Cut regulations. The federal government’s micromanagement of people and the economy is strangling the economy. The sheer number of regulations makes it difficult for all but the biggest businesses to comply, sticks expensive unfunded mandates like Obamacare on individuals and businesses, discourages competition and increases government spending to pay for more regulators.
During the Thanksgiving holiday, the Obama administration released 3,145 new regulations. In fact, the number of regulations issued in the first five years of the Obama administration was 153 percent higher than in the Bush administration and its getting worse.
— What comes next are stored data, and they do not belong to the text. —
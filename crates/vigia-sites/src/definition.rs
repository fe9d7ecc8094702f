//! Site configuration types.
//!
//! One [`SiteConfig`] describes everything the generic crawl engine needs to
//! know about a marketplace: where to look, how fast to go, how careful to be
//! and how to read what comes back.

use crate::error::{Result, SiteError};
use crate::patterns::PagePatterns;
use crate::selectors::SelectorChain;
use serde::Serialize;
use std::time::Duration;
use vigia_core::Site;

/// Whether a site can be crawled without a stored session.
#[derive(Debug, Clone, Copy, PartialEq, Eq, Hash, Serialize)]
#[serde(rename_all = "snake_case")]
pub enum AuthMode {
    /// Never uses credentials
    Anonymous,
    /// Uses credentials when available, falls back to anonymous
    CookiesOptional,
    /// Refuses to crawl without credentials
    CookiesRequired,
}

impl AuthMode {
    /// Whether an anonymous crawl is acceptable when no credential resolves.
    #[must_use]
    pub fn allows_anonymous(&self) -> bool {
        !matches!(self, Self::CookiesRequired)
    }
}

/// Selector chains for the fields of a listing card.
#[derive(Debug, Clone, Default, PartialEq, Eq, Serialize)]
pub struct Selectors {
    /// One element per listing
    pub container: SelectorChain,
    /// Listing title
    pub title: SelectorChain,
    /// Displayed price
    pub price: SelectorChain,
    /// Anchor to the listing page
    pub link: SelectorChain,
    /// City or neighbourhood
    pub location: SelectorChain,
    /// Thumbnail
    pub image: SelectorChain,
}

impl Selectors {
    fn named(&self) -> [(&'static str, &SelectorChain); 6] {
        [
            ("container", &self.container),
            ("title", &self.title),
            ("price", &self.price),
            ("link", &self.link),
            ("location", &self.location),
            ("image", &self.image),
        ]
    }
}

/// Token bucket parameters.
#[derive(Debug, Clone, Copy, PartialEq, Eq, Serialize)]
#[serde(rename_all = "camelCase")]
pub struct RateLimit {
    /// Bucket capacity, refilled continuously over one minute
    pub tokens_per_min: u32,
}

/// Navigation and retry timing.
#[derive(Debug, Clone, PartialEq, Eq, Serialize)]
#[serde(rename_all = "camelCase")]
pub struct Timeouts {
    /// Budget per attempt in milliseconds, non-decreasing
    pub retry_budgets_ms: Vec<u64>,
    /// Page navigation timeout in milliseconds
    pub navigation_timeout_ms: u64,
    /// Wait after load before reading the DOM, in milliseconds
    pub render_delay_ms: u64,
}

impl Timeouts {
    /// Budget for a zero-based attempt; attempts past the list reuse the last budget.
    #[must_use]
    pub fn budget_for(&self, attempt: usize) -> Option<Duration> {
        self.retry_budgets_ms
            .get(attempt)
            .or_else(|| self.retry_budgets_ms.last())
            .copied()
            .map(Duration::from_millis)
    }

    /// Number of attempts the crawl engine should make.
    #[must_use]
    pub fn max_attempts(&self) -> usize {
        self.retry_budgets_ms.len()
    }

    /// Navigation timeout.
    #[must_use]
    pub fn navigation_timeout(&self) -> Duration {
        Duration::from_millis(self.navigation_timeout_ms)
    }

    /// Render delay.
    #[must_use]
    pub fn render_delay(&self) -> Duration {
        Duration::from_millis(self.render_delay_ms)
    }
}

/// How result pages are scrolled to trigger lazy loading.
#[derive(Debug, Clone, Copy, PartialEq, Eq, Serialize)]
#[serde(tag = "kind", rename_all = "snake_case")]
pub enum ScrollStrategy {
    /// Scroll a fixed number of times
    Fixed {
        /// Number of scroll steps
        steps: u32,
        /// Pause between steps in milliseconds
        delay_ms: u64,
    },
    /// Scroll until the listing count stops growing
    Adaptive {
        /// Hard cap on scroll attempts
        max_attempts: u32,
        /// Consecutive attempts without growth before stopping
        stable_threshold: u32,
        /// Pause between attempts in milliseconds
        delay_ms: u64,
    },
}

/// How hard the browser works to look like a regular visitor.
#[derive(Debug, Clone, Copy, PartialEq, Eq, PartialOrd, Ord, Hash, Serialize)]
#[serde(rename_all = "snake_case")]
pub enum StealthLevel {
    /// Plain headless browser
    Minimal,
    /// Realistic user agent and viewport
    Standard,
    /// Full fingerprint masking
    Aggressive,
}

/// Anti-detection posture.
#[derive(Debug, Clone, Copy, PartialEq, Eq, Serialize)]
#[serde(rename_all = "camelCase")]
#[allow(clippy::struct_excessive_bools)]
pub struct AntiDetection {
    /// Overall stealth level
    pub stealth_level: StealthLevel,
    /// Block image requests
    pub block_images: bool,
    /// Block font requests
    pub block_fonts: bool,
    /// Block audio/video requests
    pub block_media: bool,
    /// Block stylesheet requests
    pub block_stylesheets: bool,
    /// Pick a random common viewport per session
    pub randomize_viewport: bool,
    /// Inject fingerprint-masking scripts before page scripts run
    pub inject_stealth_scripts: bool,
}

impl AntiDetection {
    /// Network resource types to block, using DevTools resource type names.
    #[must_use]
    pub fn blocked_resource_types(&self) -> Vec<&'static str> {
        [
            (self.block_images, "Image"),
            (self.block_fonts, "Font"),
            (self.block_media, "Media"),
            (self.block_stylesheets, "Stylesheet"),
        ]
        .into_iter()
        .filter_map(|(blocked, kind)| blocked.then_some(kind))
        .collect()
    }
}

/// Parses a displayed price into centavos.
pub type PriceParser = fn(&str) -> Option<i64>;
/// Extracts the site's listing identifier from a listing URL.
pub type ExternalIdExtractor = fn(&str) -> Option<String>;
/// Canonicalizes a listing URL.
pub type UrlNormalizer = fn(&str) -> Option<String>;

/// Complete configuration for one site.
#[derive(Debug, Clone, Serialize)]
#[serde(rename_all = "camelCase")]
pub struct SiteConfig {
    /// Site identifier
    pub site: Site,
    /// Ordered domains, primary first
    pub domains: Vec<String>,
    /// Credential requirement
    pub auth_mode: AuthMode,
    /// Search URL with a `{query}` placeholder
    pub search_url: String,
    /// Listing field selectors
    pub selectors: Selectors,
    /// Request pacing
    pub rate_limit: RateLimit,
    /// Timing
    pub timeouts: Timeouts,
    /// Lazy-load scrolling
    pub scroll_strategy: ScrollStrategy,
    /// Browser posture
    pub anti_detection: AntiDetection,
    /// Page classification text
    pub patterns: PagePatterns,
    /// Price parser
    #[serde(skip)]
    pub price_parser: PriceParser,
    /// Listing id extractor
    #[serde(skip)]
    pub external_id: ExternalIdExtractor,
    /// Listing URL normalizer
    #[serde(skip)]
    pub normalize_url: UrlNormalizer,
}

impl SiteConfig {
    /// Primary domain.
    #[must_use]
    pub fn primary_domain(&self) -> &str {
        self.domains.first().map_or("", String::as_str)
    }

    /// Search URL for a query, percent-encoding the query.
    #[must_use]
    pub fn search_url_for(&self, query: &str) -> String {
        let encoded: String = url::form_urlencoded::byte_serialize(query.as_bytes()).collect();
        self.search_url.replace("{query}", &encoded)
    }

    /// Whether a host belongs to this site (exact domain or subdomain).
    #[must_use]
    pub fn owns_host(&self, host: &str) -> bool {
        let host = host.trim_start_matches('.').to_ascii_lowercase();
        self.domains
            .iter()
            .any(|domain| host == *domain || host.ends_with(&format!(".{domain}")))
    }

    /// Validate the configuration for completeness and correctness.
    pub fn validate(&self) -> Result<()> {
        let invalid = |reason: String| SiteError::ValidationError {
            site: self.site,
            reason,
        };

        if self.domains.is_empty() {
            return Err(invalid("domain list cannot be empty".to_string()));
        }
        if self.primary_domain() != self.site.primary_domain() {
            return Err(invalid(format!(
                "primary domain must be {}, got {}",
                self.site.primary_domain(),
                self.primary_domain()
            )));
        }

        if !self.search_url.contains("{query}") {
            return Err(invalid("search URL must contain {query}".to_string()));
        }

        if self.rate_limit.tokens_per_min == 0 {
            return Err(invalid("tokens_per_min must be positive".to_string()));
        }

        let budgets = &self.timeouts.retry_budgets_ms;
        if budgets.is_empty() {
            return Err(invalid("at least one retry budget is required".to_string()));
        }
        if budgets.windows(2).any(|pair| pair[1] < pair[0]) {
            return Err(invalid(format!(
                "retry budgets must not decrease, got {budgets:?}"
            )));
        }
        if self.timeouts.navigation_timeout_ms == 0 {
            return Err(invalid("navigation timeout must be positive".to_string()));
        }

        match self.scroll_strategy {
            ScrollStrategy::Fixed { steps: 0, .. } => {
                return Err(invalid("fixed scroll needs at least one step".to_string()));
            }
            ScrollStrategy::Adaptive {
                max_attempts,
                stable_threshold,
                ..
            } if max_attempts == 0 || stable_threshold == 0 || stable_threshold > max_attempts => {
                return Err(invalid(format!(
                    "adaptive scroll needs 0 < stable_threshold <= max_attempts, got {stable_threshold}/{max_attempts}"
                )));
            }
            _ => {}
        }

        if self.selectors.container.is_empty() {
            return Err(invalid("container selectors cannot be empty".to_string()));
        }
        for (field, chain) in self.selectors.named() {
            chain
                .validate()
                .map_err(|e| invalid(format!("{field}: {e}")))?;
        }

        Ok(())
    }
}

#[cfg(test)]
mod tests {
    use super::*;
    use crate::catalog;

    #[test]
    fn test_auth_mode_anonymous_fallback() {
        assert!(AuthMode::Anonymous.allows_anonymous());
        assert!(AuthMode::CookiesOptional.allows_anonymous());
        assert!(!AuthMode::CookiesRequired.allows_anonymous());
    }

    #[test]
    fn test_budget_for_reuses_last_budget() {
        let timeouts = Timeouts {
            retry_budgets_ms: vec![1_000, 2_000, 4_000],
            navigation_timeout_ms: 30_000,
            render_delay_ms: 500,
        };
        assert_eq!(timeouts.budget_for(0), Some(Duration::from_secs(1)));
        assert_eq!(timeouts.budget_for(2), Some(Duration::from_secs(4)));
        assert_eq!(timeouts.budget_for(9), Some(Duration::from_secs(4)));
        assert_eq!(timeouts.max_attempts(), 3);
    }

    #[test]
    fn test_blocked_resource_types() {
        let posture = AntiDetection {
            stealth_level: StealthLevel::Standard,
            block_images: true,
            block_fonts: false,
            block_media: true,
            block_stylesheets: false,
            randomize_viewport: false,
            inject_stealth_scripts: false,
        };
        assert_eq!(posture.blocked_resource_types(), vec!["Image", "Media"]);
    }

    #[test]
    fn test_search_url_encodes_query() {
        let config = catalog::config_for(Site::Olx);
        let url = config.search_url_for("bicicleta aro 29");
        assert!(url.contains("bicicleta+aro+29"), "{url}");
        assert!(!url.contains("{query}"));
    }

    #[test]
    fn test_owns_host_matches_subdomains() {
        let config = catalog::config_for(Site::MercadoLivre);
        assert!(config.owns_host("lista.mercadolivre.com.br"));
        assert!(config.owns_host(".mercadolivre.com.br"));
        assert!(!config.owns_host("notmercadolivre.com.br"));
    }

    #[test]
    fn test_validate_rejects_bad_configs() {
        let mut config = catalog::config_for(Site::Olx);
        config.rate_limit.tokens_per_min = 0;
        assert!(matches!(
            config.validate(),
            Err(SiteError::ValidationError { site: Site::Olx, .. })
        ));

        let mut config = catalog::config_for(Site::Olx);
        config.timeouts.retry_budgets_ms = vec![5_000, 1_000];
        assert!(config.validate().is_err());

        let mut config = catalog::config_for(Site::Olx);
        config.domains = vec!["example.com".to_string()];
        assert!(config.validate().is_err());

        let mut config = catalog::config_for(Site::Olx);
        config.selectors.title = SelectorChain::new(["h2["]);
        let err = config.validate().expect_err("bad selector");
        assert!(err.to_string().contains("title"));

        let mut config = catalog::config_for(Site::Olx);
        config.scroll_strategy = ScrollStrategy::Adaptive {
            max_attempts: 3,
            stable_threshold: 5,
            delay_ms: 100,
        };
        assert!(config.validate().is_err());
    }

    #[test]
    fn test_serializes_without_function_pointers() {
        let config = catalog::config_for(Site::ZapImoveis);
        let value = serde_json::to_value(&config).expect("serialize");
        assert_eq!(value["site"], "ZAP_IMOVEIS");
        assert_eq!(value["authMode"], "cookies_optional");
        assert!(value["rateLimit"]["tokensPerMin"].is_number());
        assert!(value.get("priceParser").is_none());
    }
}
For example, the FDA finalized new regulations on menu and vending machine calorie labeling. It will end up costing the restaurant and vending machine industry hundreds of millions of dollars to comply. Those costs will either be absorbed by the industry (further reducing their already razor-thin profit margins and jeopardize businesses and jobs) or be passed on to the consumer. Either way, it will hurt economic growth. It might be a good idea to calorie label, but is government intervention the best way to do it? I contend that the market will calorie label voluntarily when it becomes a profit enhancer to entice health-conscious consumers to their restaurants and products.
Cutting regulations does not cost money. Instead, it boosts the economy, increases compliance and curbs crony capitalism.
Normalize monetary policy. It will be tough to wean the U.S. economy of fiat currency stimulus policies. Wall Street is addicted to the cheap money and the federal government revels in the freedom to print money AND have no accountability for doing so.
The Fed has already stopped the quantitative easing programs and is waiting for the most opportune time to raise interest rates. It still has to unwind $4.5 trillion in excess liquidity. It has not figured out how to do that, let alone address the sizable impact on the economy. Eventually, the bonds and mortgage-backed securities the Fed purchased need to be sold back to financial institutions and the proceeds used to cancel out the money printed to buy them in the first place. This could take decades.
Future problems could be avoided by having sound money policies. One option is to return to an exchange relationship to gold. Gold has intrinsic value determined by market forces. The other option is taking the ability to print money away from the federal government and leaving it to the free market. That is most effectively accomplished by cryptocurrencies like bitcoin.
Promoting a sound currency would accelerate normalizing monetary policy. That would boost the economy by separating money from politics and its manipulation by the federal government.
Conclusion. Overdosing on the wrong drug might improve the feeling of wellness temporarily. But eventually, the boost in well-being fades like a mirage and the patient is left with awful side effects. Huge doses of government intervention have been tried and the mediocre improvement has fallen short of full economic health. It is economic malpractice to increase the dosage, which will worsen the epidemic so that even healthy nations will eventually succumb to the contagion.
If nations, including the United States, are not satisfied with modest economic growth being the new normal, then the prescription needs to change. Given that the cause of the economic malaise was government intervention, the cure is a healthy dose of the free market.